*TASK DETAILS*.
Examine the material below and count the lines that hold the word "iter". Report only the number.

────────

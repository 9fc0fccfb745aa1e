//! Batch orchestration: resolve a selection, fetch every program, consolidate
//! and summarize.
//!
//! Fetch failures never abort a batch. A failed program contributes an empty
//! slice and shows up in [`BatchReport::failures`]; a breakdown that cannot be
//! computed fails on its own without affecting totals or the other breakdowns.

use chrono::Utc;
use futures::stream::{self, StreamExt};
use pacmon_config::AppConfig;
use pacmon_core::{
    DetailLevel, Dimension, EventBus, ExpenditureProvider, FiscalYear, PipelineError,
    PipelineEvent, ProgramCode, ProgramRegistry, Selection, YearRange,
};
use std::sync::Arc;
use std::sync::atomic::{AtomicUsize, Ordering};
use std::time::Instant;
use tracing::{debug, info, warn};

use crate::aggregate::{aggregate_top, AggregateView};
use crate::cache::FetchCache;
use crate::dataset::{consolidate, ConsolidatedDataset, ExecutionRatios, Totals};
use crate::fetcher::{FetchOutcome, Fetcher};

#[derive(Debug, Clone, Copy, PartialEq, Eq)]
pub struct PipelineSettings {
    pub years: YearRange,
    pub detail: DetailLevel,
    pub max_concurrent_fetches: usize,
    /// Truncation for the bounded breakdowns (source and unit)
    pub top_n: usize,
}

impl Default for PipelineSettings {
    fn default() -> Self {
        Self {
            years: YearRange::default(),
            detail: DetailLevel::FULL,
            max_concurrent_fetches: 1,
            top_n: 10,
        }
    }
}

impl PipelineSettings {
    pub fn from_config(config: &AppConfig) -> Self {
        Self {
            years: config.year_range(),
            detail: config.pipeline.detail_level(),
            max_concurrent_fetches: config.pipeline.max_concurrent_fetches.max(1),
            top_n: config.pipeline.top_n,
        }
    }

    fn limit_for(&self, dimension: Dimension) -> Option<usize> {
        dimension.default_limit().map(|_| self.top_n)
    }
}

/// One of the three breakdowns, or why it could not be produced.
#[derive(Debug, Clone, PartialEq)]
pub struct Breakdown {
    pub dimension: Dimension,
    pub result: Result<AggregateView, PipelineError>,
}

/// Everything the presentation layer needs for one request.
#[derive(Debug, Clone)]
pub struct BatchReport {
    pub year: FiscalYear,
    pub detail: DetailLevel,
    /// Resolved codes, in selection order
    pub programs: Vec<ProgramCode>,
    pub dataset: ConsolidatedDataset,
    pub totals: Totals,
    pub ratios: ExecutionRatios,
    pub breakdowns: Vec<Breakdown>,
    /// One `ProviderQueryFailed` per failed program
    pub failures: Vec<PipelineError>,
}

impl BatchReport {
    pub fn breakdown(&self, dimension: Dimension) -> Option<&Result<AggregateView, PipelineError>> {
        self.breakdowns
            .iter()
            .find(|b| b.dimension == dimension)
            .map(|b| &b.result)
    }

    pub fn failed_codes(&self) -> Vec<&ProgramCode> {
        self.failures.iter().filter_map(PipelineError::failed_code).collect()
    }

    pub fn has_data(&self) -> bool {
        !self.dataset.is_empty()
    }
}

/// Registry, fetch layer and event bus wired together.
pub struct Pipeline {
    registry: ProgramRegistry,
    fetcher: Fetcher,
    events: Arc<EventBus>,
    settings: PipelineSettings,
}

────────

*EXERCISE OUTPUT*.
2